(Data to use begins)

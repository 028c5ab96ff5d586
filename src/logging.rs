use anyhow::{Context, Result};
use camino::Utf8Path;
use std::fs;
use tracing_appender::non_blocking::WorkerGuard;
use tracing_appender::rolling;
use tracing_subscriber::{EnvFilter, layer::SubscriberExt, util::SubscriberInitExt};

/// Build the level filter. `RUST_LOG` wins when set; otherwise `debug` or `warn`.
///
/// The default stays at `warn` so that diagnostics on stderr do not drown out the report
/// printed on stdout.
pub fn build_env_filter(debug_mode: bool) -> EnvFilter {
    let default_level = if debug_mode { "debug" } else { "warn" };
    EnvFilter::try_from_default_env().unwrap_or_else(|_| EnvFilter::new(default_level))
}

/// Setup console logging on stderr, plus a daily rotating log file when `log_dir` is given.
///
/// # Arguments
/// * `log_dir` - Optional directory for log files (created if missing)
/// * `log_prefix` - Prefix for log files (e.g., "rulelint")
/// * `debug_mode` - If true, use debug level; otherwise use warn level
///
/// # Returns
/// The file writer guard, if a log file was requested. It must be held for the duration of
/// the program to keep file logging active.
pub fn setup_logging(
    log_dir: Option<&Utf8Path>,
    log_prefix: &str,
    debug_mode: bool,
) -> Result<Option<WorkerGuard>> {
    let console_layer = tracing_subscriber::fmt::layer()
        .with_writer(std::io::stderr)
        .with_target(false);

    let Some(log_dir) = log_dir else {
        tracing_subscriber::registry()
            .with(build_env_filter(debug_mode))
            .with(console_layer)
            .try_init()
            .context("Failed to install tracing subscriber")?;
        return Ok(None);
    };

    ensure_log_dir(log_dir)?;

    let file_appender = rolling::daily(log_dir, log_prefix);
    let (non_blocking, guard) = tracing_appender::non_blocking(file_appender);

    let file_layer = tracing_subscriber::fmt::layer()
        .with_writer(non_blocking)
        .with_ansi(false) // No ANSI codes in log files
        .with_target(true)
        .with_file(true)
        .with_line_number(true);

    tracing_subscriber::registry()
        .with(build_env_filter(debug_mode))
        .with(console_layer)
        .with(file_layer)
        .try_init()
        .context("Failed to install tracing subscriber")?;

    tracing::info!(
        "Logging initialized: dir={}, prefix={}, debug={}",
        log_dir,
        log_prefix,
        debug_mode
    );

    Ok(Some(guard))
}

fn ensure_log_dir(log_dir: &Utf8Path) -> Result<()> {
    if !log_dir.exists() {
        fs::create_dir_all(log_dir)
            .with_context(|| format!("Failed to create log directory: {}", log_dir))?;
    }
    Ok(())
}

#[cfg(test)]
mod tests {
    use super::*;
    use camino::Utf8PathBuf;
    use tempfile::TempDir;

    #[test]
    fn test_log_directory_created() {
        let temp_dir = TempDir::new().unwrap();
        let log_dir = Utf8PathBuf::try_from(temp_dir.path().join("logs")).unwrap();

        // Only the directory step; installing a global subscriber would leak into other tests
        ensure_log_dir(&log_dir).unwrap();
        assert!(log_dir.exists());

        ensure_log_dir(&log_dir).unwrap();
    }

    #[test]
    fn test_build_env_filter_levels() {
        if std::env::var_os("RUST_LOG").is_some() {
            return;
        }
        assert_eq!(build_env_filter(true).to_string(), "debug");
        assert_eq!(build_env_filter(false).to_string(), "warn");
    }
}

(Data to use ends)

What to produce — Show me each line of the listing above with "TempDir" in it.

Written response —
    use tempfile::TempDir;
        let temp_dir = TempDir::new().unwrap();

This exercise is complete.